08 Database Optimization Solution I How to Do Master Slave Separation When Query Requests Increase

08 Database Optimization Solution I - How to Do Master-Slave Separation When Query Requests Increase #

Hello, I am Tang Yang.

In the previous lesson, we solved the problem of database connection reuse by using connection pooling technology. At this point, although the overall architecture of your vertical e-commerce system has not changed, the process of interacting with the database has changed. We have added a database connection pool between your web application and the database, reducing the cost of frequent connection creation. Based on the test results from the previous lesson, the performance has improved by 80%. The current architecture diagram is as follows:

At this point, your database is still deployed as a single server. According to benchmark results from some cloud vendors, when running MySQL 5.7 on a 4-core 8GB machine, it can support approximately 500 TPS (transactions per second) and 10,000 QPS (queries per second). However, the operations manager says they are preparing for the Double Eleven (November 11th) promotion, and the company will continue to invest in promoting the omnichannel. This will undoubtedly lead to a sudden increase in query volume. Therefore, today, we will discuss how to implement master-slave replication to solve the problem when the query load increases.

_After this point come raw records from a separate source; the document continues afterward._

//! Message history repository

use crate::db::{db_err, DatabasePool};
use crate::models::{MessageEventUpdate, MessageHistory};
use async_trait::async_trait;
use chrono::{DateTime, Utc};
use notifuse_common::Result;

/// Message history repository trait
#[async_trait]
pub trait MessageHistoryRepository: Send + Sync {
    async fn create(&self, workspace_id: &str, message: &MessageHistory) -> Result<()>;

    async fn get(&self, workspace_id: &str, id: &str) -> Result<Option<MessageHistory>>;

    /// Record each event's timestamp only where none is recorded yet.
    ///
    /// The whole batch is applied atomically; unknown message ids are skipped.
    async fn set_statuses_if_not_set(
        &self,
        workspace_id: &str,
        updates: &[MessageEventUpdate],
    ) -> Result<()>;
}

#[derive(sqlx::FromRow)]
struct MessageHistoryRow {
    id: String,
    contact_email: String,
    broadcast_id: Option<String>,
    template_id: Option<String>,
    status_info: Option<String>,
    sent_at: DateTime<Utc>,
    delivered_at: Option<DateTime<Utc>>,
    bounced_at: Option<DateTime<Utc>>,
    complained_at: Option<DateTime<Utc>>,
    updated_at: DateTime<Utc>,
}

impl From<MessageHistoryRow> for MessageHistory {
    fn from(row: MessageHistoryRow) -> Self {
        MessageHistory {
            id: row.id,
            contact_email: row.contact_email,
            broadcast_id: row.broadcast_id,
            template_id: row.template_id,
            status_info: row.status_info,
            sent_at: row.sent_at,
            delivered_at: row.delivered_at,
            bounced_at: row.bounced_at,
            complained_at: row.complained_at,
            updated_at: row.updated_at,
        }
    }
}

/// Database message history repository
pub struct DbMessageHistoryRepository {
    pool: DatabasePool,
}

impl DbMessageHistoryRepository {
    pub fn new(pool: DatabasePool) -> Self {
        Self { pool }
    }
}

#[async_trait]
impl MessageHistoryRepository for DbMessageHistoryRepository {
    async fn create(&self, workspace_id: &str, message: &MessageHistory) -> Result<()> {
        sqlx::query(
            r#"
            INSERT INTO message_history (
                workspace_id, id, contact_email, broadcast_id, template_id, status_info,
                sent_at, delivered_at, bounced_at, complained_at, updated_at
            )
            VALUES ($1, $2, $3, $4, $5, $6, $7, $8, $9, $10, $11)
            "#,
        )
        .bind(workspace_id)
        .bind(&message.id)
        .bind(&message.contact_email)
        .bind(&message.broadcast_id)
        .bind(&message.template_id)
        .bind(&message.status_info)
        .bind(message.sent_at)
        .bind(message.delivered_at)
        .bind(message.bounced_at)
        .bind(message.complained_at)
        .bind(message.updated_at)
        .execute(self.pool.pool())
        .await
        .map_err(db_err)?;

        Ok(())
    }

    async fn get(&self, workspace_id: &str, id: &str) -> Result<Option<MessageHistory>> {
        let row = sqlx::query_as::<_, MessageHistoryRow>(
            "SELECT * FROM message_history WHERE workspace_id = $1 AND id = $2",
        )
        .bind(workspace_id)
        .bind(id)
        .fetch_optional(self.pool.pool())
        .await
        .map_err(db_err)?;

        Ok(row.map(MessageHistory::from))
    }

    async fn set_statuses_if_not_set(
        &self,
        workspace_id: &str,
        updates: &[MessageEventUpdate],
    ) -> Result<()> {
        if updates.is_empty() {
            return Ok(());
        }

        let mut tx = self.pool.pool().begin().await.map_err(db_err)?;

        for update in updates {
            let column = update.event.column();
            let sql = format!(
                "UPDATE message_history SET {column} = $3, \
                 status_info = COALESCE($4, status_info), updated_at = NOW() \
                 WHERE workspace_id = $1 AND id = $2 AND {column} IS NULL"
            );

            sqlx::query(&sql)
                .bind(workspace_id)
                .bind(&update.message_id)
                .bind(update.timestamp)
                .bind(&update.status_info)
                .execute(&mut *tx)
                .await
                .map_err(db_err)?;
        }

        tx.commit().await.map_err(db_err)?;
        Ok(())
    }
}
//! API routes

use axum::{
    routing::{get, post},
    Router,
};
use std::sync::Arc;
use tower::ServiceBuilder;
use tower_http::{compression::CompressionLayer, cors::CorsLayer, trace::TraceLayer};

use crate::auth::AppState;
use crate::handlers::{broadcasts, health, webhooks};

/// Create the API router
pub fn create_router(state: AppState) -> Router {
    let state = Arc::new(state);

    // Health check routes (no credentials required)
    let health_routes = Router::new()
        .route("/", get(health::health))
        .route("/live", get(health::liveness))
        .route("/ready", get(health::readiness))
        .with_state(state.clone());

    // Broadcast routes
    let broadcast_routes = Router::new()
        .route(
            "/",
            get(broadcasts::list_broadcasts).post(broadcasts::create_broadcast),
        )
        .route(
            "/:broadcast_id",
            get(broadcasts::get_broadcast)
                .put(broadcasts::update_broadcast)
                .delete(broadcasts::delete_broadcast),
        )
        .route("/:broadcast_id/schedule", post(broadcasts::schedule_broadcast))
        .route("/:broadcast_id/pause", post(broadcasts::pause_broadcast))
        .route("/:broadcast_id/resume", post(broadcasts::resume_broadcast))
        .route("/:broadcast_id/cancel", post(broadcasts::cancel_broadcast))
        .route(
            "/:broadcast_id/send-to-individual",
            post(broadcasts::send_to_individual),
        );

    // Webhook event query routes
    let webhook_event_routes = Router::new()
        .route("/", get(webhooks::list_events))
        .route("/by-type/:event_type", get(webhooks::events_by_type))
        .route("/by-message/:message_id", get(webhooks::events_by_message))
        .route(
            "/by-transactional/:transactional_id",
            get(webhooks::events_by_transactional),
        )
        .route("/by-broadcast/:broadcast_id", get(webhooks::events_by_broadcast))
        .route("/count/:event_type", get(webhooks::event_count));

    // API v1 routes; the services authenticate against the workspace in the path
    let api_v1 = Router::new()
        .nest("/workspaces/:workspace_id/broadcasts", broadcast_routes)
        .nest("/workspaces/:workspace_id/webhook-events", webhook_event_routes)
        .with_state(state.clone());

    // Provider callbacks carry no API key
    let webhook_routes = Router::new()
        .route("/email", post(webhooks::receive_email_webhook))
        .with_state(state);

    Router::new()
        .nest("/health", health_routes)
        .nest("/api/v1", api_v1)
        .nest("/webhooks", webhook_routes)
        .layer(
            ServiceBuilder::new()
                .layer(TraceLayer::new_for_http())
                .layer(CompressionLayer::new())
                .layer(CorsLayer::permissive()),
        )
}

#[cfg(test)]
mod tests {
    use super::*;
    use axum::http::{HeaderName, HeaderValue, StatusCode};
    use axum_test::TestServer;
    use chrono::Utc;
    use notifuse_common::config::{ApiKeyConfig, TrackingConfig, WebhookConfig};
    use notifuse_core::auth::hash_api_key;
    use notifuse_core::{
        ApiKeyAuthenticator, BroadcastService, BroadcastServiceDeps, InProcessEventBus,
        SmtpEmailSender, SnsSubscriptionConfirmer, TemplateRenderer, WebhookEventService,
        WebhookServiceDeps,
    };
    use notifuse_storage::memory::{
        InMemoryBroadcastRepository, InMemoryContactRepository, InMemoryMessageHistoryRepository,
        InMemoryTemplateRepository, InMemoryWebhookEventRepository, InMemoryWorkspaceRepository,
    };
    use notifuse_storage::models::{
        Broadcast, EmailProvider, EmailProviderKind, Integration, IntegrationKind, Workspace,
        WorkspaceSettings,
    };
    use pretty_assertions::assert_eq;
    use serde_json::{json, Value};
    use std::time::Duration;

    const WS: &str = "ws_api";
    const KEY: &str = "nk_test_key";

    struct Fixture {
        server: TestServer,
        events: Arc<InMemoryWebhookEventRepository>,
    }

    async fn fixture() -> Fixture {
        let workspaces = Arc::new(InMemoryWorkspaceRepository::new());
        workspaces
            .insert(Workspace {
                id: WS.to_string(),
                name: "API".to_string(),
                settings: WorkspaceSettings::default(),
                integrations: vec![Integration {
                    id: "int_relay".to_string(),
                    name: "Relay".to_string(),
                    kind: IntegrationKind::Email,
                    email_provider: EmailProvider {
                        kind: EmailProviderKind::Smtp,
                        senders: Vec::new(),
                        smtp: None,
                        mailgun: None,
                    },
                }],
                created_at: Utc::now(),
                updated_at: Utc::now(),
            })
            .await;

        let auth = Arc::new(ApiKeyAuthenticator::new(vec![ApiKeyConfig {
            workspace_id: WS.to_string(),
            user_id: "user_api".to_string(),
            name: None,
            key_hash: hash_api_key(KEY),
        }]));
        let events = Arc::new(InMemoryWebhookEventRepository::new());

        let broadcasts = BroadcastService::new(BroadcastServiceDeps {
            broadcasts: Arc::new(InMemoryBroadcastRepository::new()),
            workspaces: workspaces.clone(),
            contacts: Arc::new(InMemoryContactRepository::new()),
            templates: Arc::new(InMemoryTemplateRepository::new()),
            auth: auth.clone(),
            events: Arc::new(InProcessEventBus::new()),
            sender: Arc::new(SmtpEmailSender::default()),
            renderer: Arc::new(TemplateRenderer::new(&TrackingConfig::default()).unwrap()),
        });
        let webhooks = WebhookEventService::new(WebhookServiceDeps {
            workspaces,
            events: events.clone(),
            message_history: Arc::new(InMemoryMessageHistoryRepository::new()),
            confirmer: Arc::new(SnsSubscriptionConfirmer::new(&WebhookConfig::default()).unwrap()),
            auth,
        });

        let router = create_router(AppState {
            broadcasts: Arc::new(broadcasts),
            webhooks: Arc::new(webhooks),
            request_timeout: Duration::from_secs(5),
            db_pool: None,
        });

        Fixture {
            server: TestServer::new(router).unwrap(),
            events,
        }
    }

    fn bearer() -> (HeaderName, HeaderValue) {
        (
            HeaderName::from_static("authorization"),
            HeaderValue::from_str(&format!("Bearer {}", KEY)).unwrap(),
        )
    }

    fn new_broadcast() -> Value {
        json!({
            "name": "Spring sale",
            "audience": {"lists": ["list_1"]},
            "test_settings": {"variations": [{"id": "v1", "name": "A", "template_id": "tpl_1"}]}
        })
    }

    #[tokio::test]
    async fn test_health() {
        let f = fixture().await;
        let response = f.server.get("/health").await;
        response.assert_status_ok();
        assert_eq!(response.json::<Value>()["status"], "healthy");

        f.server.get("/health/ready").await.assert_status_ok();
    }

    #[tokio::test]
    async fn test_missing_api_key_is_unauthorized() {
        let f = fixture().await;
        let response = f
            .server
            .post(&format!("/api/v1/workspaces/{}/broadcasts", WS))
            .json(&new_broadcast())
            .await;

        response.assert_status(StatusCode::UNAUTHORIZED);
        assert_eq!(response.json::<Value>()["error"], "UNAUTHORIZED");
    }

    #[tokio::test]
    async fn test_broadcast_lifecycle_over_http() {
        let f = fixture().await;
        let (name, value) = bearer();

        let created = f
            .server
            .post(&format!("/api/v1/workspaces/{}/broadcasts", WS))
            .add_header(name.clone(), value.clone())
            .json(&new_broadcast())
            .await;
        created.assert_status(StatusCode::CREATED);
        let broadcast: Broadcast = created.json();

        let fetched = f
            .server
            .get(&format!("/api/v1/workspaces/{}/broadcasts/{}", WS, broadcast.id))
            .add_header(name.clone(), value.clone())
            .await;
        fetched.assert_status_ok();
        assert_eq!(fetched.json::<Broadcast>().id, broadcast.id);

        // drafts cannot be paused
        let paused = f
            .server
            .post(&format!(
                "/api/v1/workspaces/{}/broadcasts/{}/pause",
                WS, broadcast.id
            ))
            .add_header(name.clone(), value.clone())
            .await;
        paused.assert_status(StatusCode::BAD_REQUEST);
        assert_eq!(paused.json::<Value>()["error"], "INVALID_STATUS");

        let listed = f
            .server
            .get(&format!("/api/v1/workspaces/{}/broadcasts?status=draft&limit=500", WS))
            .add_header(name.clone(), value.clone())
            .await;
        listed.assert_status_ok();
        assert_eq!(listed.json::<Value>()["total_count"], 1);

        f.server
            .delete(&format!("/api/v1/workspaces/{}/broadcasts/{}", WS, broadcast.id))
            .add_header(name, value)
            .await
            .assert_status(StatusCode::NO_CONTENT);
    }

    #[tokio::test]
    async fn test_unknown_broadcast_is_404() {
        let f = fixture().await;
        let (name, value) = bearer();

        let response = f
            .server
            .get(&format!("/api/v1/workspaces/{}/broadcasts/nope", WS))
            .add_header(name, value)
            .await;
        response.assert_status(StatusCode::NOT_FOUND);
        assert_eq!(response.json::<Value>()["error"], "BROADCAST_NOT_FOUND");
    }

    #[tokio::test]
    async fn test_webhook_ingestion_and_query() {
        let f = fixture().await;

        let response = f
            .server
            .post(&format!(
                "/webhooks/email?workspace_id={}&integration_id=int_relay",
                WS
            ))
            .json(&json!({
                "event": "delivered",
                "recipient": "jane@example.com",
                "message_id": "msg_42",
                "timestamp": "2024-05-01T12:00:00Z"
            }))
            .await;
        response.assert_status_ok();
        assert_eq!(f.events.all(WS).await.len(), 1);

        let (name, value) = bearer();
        let listed = f
            .server
            .get(&format!("/api/v1/workspaces/{}/webhook-events/by-message/msg_42", WS))
            .add_header(name.clone(), value.clone())
            .await;
        listed.assert_status_ok();
        assert_eq!(listed.json::<Vec<Value>>().len(), 1);

        let count = f
            .server
            .get(&format!("/api/v1/workspaces/{}/webhook-events/count/delivered", WS))
            .add_header(name, value)
            .await;
        assert_eq!(count.json::<Value>()["count"], 1);
    }

    #[tokio::test]
    async fn test_bad_webhook_payload_is_rejected_for_retry() {
        let f = fixture().await;

        let response = f
            .server
            .post(&format!(
                "/webhooks/email?workspace_id={}&integration_id=int_relay",
                WS
            ))
            .text("not json")
            .await;
        response.assert_status(StatusCode::BAD_REQUEST);
        assert_eq!(response.json::<Value>()["error"], "INVALID_PAYLOAD");
        assert!(f.events.all(WS).await.is_empty());

        let response = f
            .server
            .post("/webhooks/email?workspace_id=ws_api&integration_id=int_unknown")
            .text("{}")
            .await;
        response.assert_status(StatusCode::BAD_REQUEST);
    }
}
/// Resolve a timezone name to a fixed offset.
///
/// Accepts UTC aliases and numeric offsets such as `+02:00` or `-0530`.
pub fn parse_timezone(timezone: &str) -> Result<FixedOffset> {
    let tz = timezone.trim();
    match tz {
        "" | "UTC" | "Etc/UTC" | "GMT" | "Z" => return Ok(Utc.fix()),
        _ => {}
    }

    let unsupported = || Error::Validation(format!("unsupported timezone: {}", timezone));

    let (sign, rest) = match tz.as_bytes().first() {
        Some(b'+') => (1, &tz[1..]),
        Some(b'-') => (-1, &tz[1..]),
        _ => return Err(unsupported()),
    };

    let digits: String = rest.chars().filter(|c| *c != ':').collect();
    if digits.len() != 4 || !digits.chars().all(|c| c.is_ascii_digit()) {
        return Err(unsupported());
    }

    let hours: i32 = digits[..2].parse().map_err(|_| unsupported())?;
    let minutes: i32 = digits[2..].parse().map_err(|_| unsupported())?;
    if hours > 14 || minutes > 59 {
        return Err(unsupported());
    }

    FixedOffset::east_opt(sign * (hours * 3600 + minutes * 60)).ok_or_else(unsupported)
}

/// A/B test configuration
#[derive(Debug, Clone, Default, PartialEq, Serialize, Deserialize)]
pub struct AbTestSettings {
    #[serde(default)]
    pub enabled: bool,
    #[serde(default)]
    pub sample_percentage: u32,
    #[serde(default)]
    pub auto_send_winner: bool,
    pub auto_send_winner_metric: Option<String>,
    pub test_duration_hours: Option<u32>,
    #[serde(default)]
    pub variations: Vec<BroadcastVariation>,
}

/// One A/B arm of a broadcast
#[derive(Debug, Clone, PartialEq, Serialize, Deserialize)]
pub struct BroadcastVariation {
    pub id: String,
    #[serde(default)]
    pub name: String,
    pub template_id: String,
    /// Resolved template, only populated on read
    #[serde(default, skip_serializing_if = "Option::is_none")]
    pub template: Option<Template>,
}

/// UTM parameters appended to links
#[derive(Debug, Clone, Default, PartialEq, Eq, Serialize, Deserialize)]
pub struct UtmParameters {
    pub source: Option<String>,
    pub medium: Option<String>,
    pub campaign: Option<String>,
    pub content: Option<String>,
    pub term: Option<String>,
}

impl UtmParameters {
    /// Present parameters as `(utm_key, value)` pairs in canonical order
    pub fn pairs(&self) -> Vec<(&'static str, &str)> {
        [
            ("utm_source", &self.source),
            ("utm_medium", &self.medium),
            ("utm_campaign", &self.campaign),
            ("utm_content", &self.content),
            ("utm_term", &self.term),
        ]
        .into_iter()
        .filter_map(|(key, value)| match value.as_deref() {
            Some(v) if !v.is_empty() => Some((key, v)),
            _ => None,
        })
        .collect()
    }
}
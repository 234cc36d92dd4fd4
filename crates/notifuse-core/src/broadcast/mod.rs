//! Broadcast lifecycle
//!
//! Creation, editing and listing of broadcasts, the status state machine
//! (schedule, pause, resume, cancel) and single-recipient test sends.

pub mod lifecycle;
pub mod service;
pub mod types;
pub mod validation;

pub use service::{BroadcastService, BroadcastServiceDeps};
pub use types::{
    CreateBroadcastRequest, ListBroadcastsRequest, ListBroadcastsResponse,
    ScheduleBroadcastRequest, SendToIndividualRequest, SendToIndividualResponse,
    TemplateAttachError, UpdateBroadcastRequest,
};
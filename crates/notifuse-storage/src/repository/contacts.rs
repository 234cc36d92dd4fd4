//! Contact repository

use crate::db::{db_err, DatabasePool};
use crate::models::Contact;
use async_trait::async_trait;
use notifuse_common::{Error, Result};

/// Contact repository trait
#[async_trait]
pub trait ContactRepository: Send + Sync {
    /// Fails with `NotFound` when no contact has this address
    async fn get_contact_by_email(&self, workspace_id: &str, email: &str) -> Result<Contact>;
}

#[derive(sqlx::FromRow)]
struct ContactRow {
    email: String,
    first_name: Option<String>,
    last_name: Option<String>,
    external_id: Option<String>,
    properties: serde_json::Value,
}

/// Database contact repository
pub struct DbContactRepository {
    pool: DatabasePool,
}

impl DbContactRepository {
    pub fn new(pool: DatabasePool) -> Self {
        Self { pool }
    }
}

#[async_trait]
impl ContactRepository for DbContactRepository {
    async fn get_contact_by_email(&self, workspace_id: &str, email: &str) -> Result<Contact> {
        let row = sqlx::query_as::<_, ContactRow>(
            r#"
            SELECT email, first_name, last_name, external_id, properties
            FROM contacts
            WHERE workspace_id = $1 AND LOWER(email) = LOWER($2)
            "#,
        )
        .bind(workspace_id)
        .bind(email)
        .fetch_optional(self.pool.pool())
        .await
        .map_err(db_err)?
        .ok_or_else(|| Error::NotFound(format!("contact {}", email)))?;

        Ok(Contact {
            email: row.email,
            first_name: row.first_name,
            last_name: row.last_name,
            external_id: row.external_id,
            properties: row.properties,
        })
    }
}
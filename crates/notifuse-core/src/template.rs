//! Template Renderer - personalizes broadcast templates for one contact

use base64::{engine::general_purpose::URL_SAFE_NO_PAD, Engine};
use hmac::{Hmac, Mac};
use notifuse_common::config::TrackingConfig;
use notifuse_common::{Error, Result};
use notifuse_storage::models::{Contact, Template, UtmParameters};
use regex::{Captures, Regex};
use reqwest::Url;
use serde::{Deserialize, Serialize};
use serde_json::Value;
use sha2::Sha256;
use std::collections::HashMap;

type HmacSha256 = Hmac<Sha256>;

/// Per-message rendering inputs
#[derive(Debug, Clone, Default)]
pub struct RenderOptions<'a> {
    pub workspace_id: &'a str,
    pub broadcast_id: Option<&'a str>,
    pub message_id: &'a str,
    pub utm: Option<&'a UtmParameters>,
    pub tracking_enabled: bool,
}

/// Subject and bodies ready to hand to a transport
#[derive(Debug, Clone, PartialEq)]
pub struct RenderedEmail {
    pub subject: String,
    pub html: String,
    pub text: Option<String>,
}

/// What an unsubscribe token asserts
#[derive(Debug, Clone, PartialEq, Serialize, Deserialize)]
pub struct UnsubscribeClaims {
    pub workspace_id: String,
    pub email: String,
    pub broadcast_id: Option<String>,
}

/// Template renderer for personalizing email content
pub struct TemplateRenderer {
    tracking_endpoint: Option<String>,
    unsubscribe_secret: String,
    placeholder: Regex,
    href: Regex,
}

impl TemplateRenderer {
    pub fn new(config: &TrackingConfig) -> Result<Self> {
        let placeholder = Regex::new(r"\{\{\s*([A-Za-z0-9_.\-]+)\s*\}\}")
            .map_err(|e| Error::Internal(format!("invalid placeholder pattern: {}", e)))?;
        let href = Regex::new(r#"href="(https?://[^"]+)""#)
            .map_err(|e| Error::Internal(format!("invalid href pattern: {}", e)))?;

        Ok(Self {
            tracking_endpoint: config
                .endpoint
                .as_deref()
                .map(|e| e.trim_end_matches('/').to_string())
                .filter(|e| !e.is_empty()),
            unsubscribe_secret: config.unsubscribe_secret.clone(),
            placeholder,
            href,
        })
    }

    /// Render subject, HTML and text of a template for one contact
    pub fn render(
        &self,
        template: &Template,
        contact: &Contact,
        options: &RenderOptions<'_>,
    ) -> RenderedEmail {
        let vars = self.variables(contact, options);

        let mut html = self.replace_placeholders(&template.html, &vars);
        if let Some(utm) = options.utm {
            html = self.apply_utm(&html, utm);
        }
        if options.tracking_enabled {
            if let Some(pixel) = self.open_pixel(options) {
                html = insert_before_body_end(&html, &pixel);
            }
        }

        RenderedEmail {
            subject: self.replace_placeholders(&template.subject, &vars),
            html,
            text: template
                .text
                .as_deref()
                .map(|text| self.replace_placeholders(text, &vars)),
        }
    }

    fn variables(&self, contact: &Contact, options: &RenderOptions<'_>) -> HashMap<String, String> {
        let mut vars = HashMap::new();

        let first_name = contact.first_name.clone().unwrap_or_default();
        let last_name = contact.last_name.clone().unwrap_or_default();
        let name = format!("{} {}", first_name, last_name).trim().to_string();

        for (key, value) in [
            ("email", contact.email.clone()),
            ("first_name", first_name),
            ("last_name", last_name),
            ("name", name),
            ("external_id", contact.external_id.clone().unwrap_or_default()),
        ] {
            vars.insert(format!("contact.{}", key), value.clone());
            vars.insert(key.to_string(), value);
        }

        if let Some(properties) = contact.properties.as_object() {
            for (key, value) in properties {
                let value = match value {
                    Value::String(s) => s.clone(),
                    Value::Null => String::new(),
                    other => other.to_string(),
                };
                vars.insert(format!("properties.{}", key), value);
            }
        }

        vars.insert("message_id".to_string(), options.message_id.to_string());
        if let Some(broadcast_id) = options.broadcast_id {
            vars.insert("broadcast_id".to_string(), broadcast_id.to_string());
        }
        if let Some(url) = self.unsubscribe_url(options.workspace_id, &contact.email, options.broadcast_id) {
            vars.insert("unsubscribe_url".to_string(), url);
        }

        vars
    }

    /// Replace known placeholders; unknown ones render empty
    fn replace_placeholders(&self, content: &str, vars: &HashMap<String, String>) -> String {
        self.placeholder
            .replace_all(content, |caps: &Captures| {
                vars.get(&caps[1]).cloned().unwrap_or_default()
            })
            .into_owned()
    }

    fn unsubscribe_url(&self, workspace_id: &str, email: &str, broadcast_id: Option<&str>) -> Option<String> {
        let endpoint = self.tracking_endpoint.as_deref()?;
        let token = self.unsubscribe_token(&UnsubscribeClaims {
            workspace_id: workspace_id.to_string(),
            email: email.to_string(),
            broadcast_id: broadcast_id.map(str::to_string),
        });
        Url::parse_with_params(&format!("{}/unsubscribe", endpoint), &[("token", token)])
            .ok()
            .map(String::from)
    }

    /// `base64url(claims) "." hex(hmac)`
    pub fn unsubscribe_token(&self, claims: &UnsubscribeClaims) -> String {
        let payload = URL_SAFE_NO_PAD.encode(serde_json::to_vec(claims).unwrap_or_default());
        format!("{}.{}", payload, self.sign(&payload))
    }

    /// Claims of a token signed with this renderer's secret
    pub fn verify_unsubscribe_token(&self, token: &str) -> Option<UnsubscribeClaims> {
        let (payload, signature) = token.split_once('.')?;
        let signature = hex::decode(signature).ok()?;

        let mut mac = HmacSha256::new_from_slice(self.unsubscribe_secret.as_bytes()).ok()?;
        mac.update(payload.as_bytes());
        mac.verify_slice(&signature).ok()?;

        let decoded = URL_SAFE_NO_PAD.decode(payload).ok()?;
        serde_json::from_slice(&decoded).ok()
    }

    fn sign(&self, payload: &str) -> String {
        match HmacSha256::new_from_slice(self.unsubscribe_secret.as_bytes()) {
            Ok(mut mac) => {
                mac.update(payload.as_bytes());
                hex::encode(mac.finalize().into_bytes())
            }
            Err(_) => String::new(),
        }
    }

    /// Append UTM parameters to outbound links, keeping any the link already sets
    fn apply_utm(&self, html: &str, utm: &UtmParameters) -> String {
        let pairs = utm.pairs();
        if pairs.is_empty() {
            return html.to_string();
        }

        self.href
            .replace_all(html, |caps: &Captures| {
                let link = &caps[1];
                if self.is_tracking_link(link) {
                    return caps[0].to_string();
                }
                let Ok(mut url) = Url::parse(link) else {
                    return caps[0].to_string();
                };

                let existing: Vec<String> = url.query_pairs().map(|(k, _)| k.into_owned()).collect();
                {
                    let mut query = url.query_pairs_mut();
                    for (key, value) in &pairs {
                        if !existing.iter().any(|k| k == key) {
                            query.append_pair(key, value);
                        }
                    }
                }
                format!(r#"href="{}""#, url)
            })
            .into_owned()
    }

    fn is_tracking_link(&self, link: &str) -> bool {
        self.tracking_endpoint
            .as_deref()
            .map_or(false, |endpoint| link.starts_with(endpoint))
    }

    fn open_pixel(&self, options: &RenderOptions<'_>) -> Option<String> {
        let endpoint = self.tracking_endpoint.as_deref()?;
        let url = Url::parse_with_params(
            &format!("{}/opens", endpoint),
            &[("wid", options.workspace_id), ("mid", options.message_id)],
        )
        .ok()?;
        Some(format!(
            r#"<img src="{}" width="1" height="1" alt="" style="display:none" />"#,
            url
        ))
    }
}

fn insert_before_body_end(html: &str, snippet: &str) -> String {
    match html.rfind("</body>") {
        Some(pos) => format!("{}{}{}", &html[..pos], snippet, &html[pos..]),
        None => format!("{}{}", html, snippet),
    }
}
//! Notifuse API - REST API server
//!
//! This crate exposes the broadcast lifecycle and webhook event queries over
//! HTTP, plus the public endpoint email providers post their webhooks to.

pub mod auth;
pub mod error;
pub mod handlers;
pub mod routes;

pub use auth::{AppState, RequestContext};
pub use error::ApiError;
pub use routes::create_router;
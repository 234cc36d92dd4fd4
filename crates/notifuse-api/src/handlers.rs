//! API request handlers

pub mod broadcasts;
pub mod health;
pub mod webhooks;
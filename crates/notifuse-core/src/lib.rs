//! Notifuse Core - Broadcast lifecycle and webhook ingestion
//!
//! This crate holds the domain services: the broadcast state machine with
//! its synchronous event acknowledgements, inbound email provider webhook
//! processing, template rendering and the outbound test-send transport.

pub mod auth;
pub mod broadcast;
pub mod events;
pub mod sender;
pub mod template;
pub mod webhooks;

pub use auth::{ApiKeyAuthenticator, Authenticator};
pub use broadcast::{BroadcastService, BroadcastServiceDeps};
pub use events::{EventBus, EventHandler, EventPayload, InProcessEventBus};
pub use sender::{EmailSender, OutgoingEmail, SmtpEmailSender};
pub use template::{RenderOptions, RenderedEmail, TemplateRenderer};
pub use webhooks::{
    SnsSubscriptionConfirmer, SubscriptionConfirmer, WebhookEventService, WebhookServiceDeps,
};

Master-Slave Replication #

In fact, the access model of most systems involves more reads than writes, and the gap between read and write request volumes can be several orders of magnitude.

This is easy to understand. The number of requests to view moments on social media is definitely greater than the number of requests to post moments. Similarly, the number of views of a product on a platform like Taobao is definitely much higher than the number of orders placed for it. Therefore, we prioritize how the database can withstand higher query requests. To do this, you first need to distinguish between read and write traffic, so that you can easily scale the read traffic independently. This is what we call master-slave replication.

In essence, it is a traffic separation problem, much like traffic control on a road. On a four-lane road, three lanes are reserved for leaders and foreign guests, while the remaining lane is for us. The priority is to ensure that the leaders go first, which is the principle behind it.

This method itself is a common practice, and even in a large project, it is an effective approach to deal with unexpected increases in read traffic to the database.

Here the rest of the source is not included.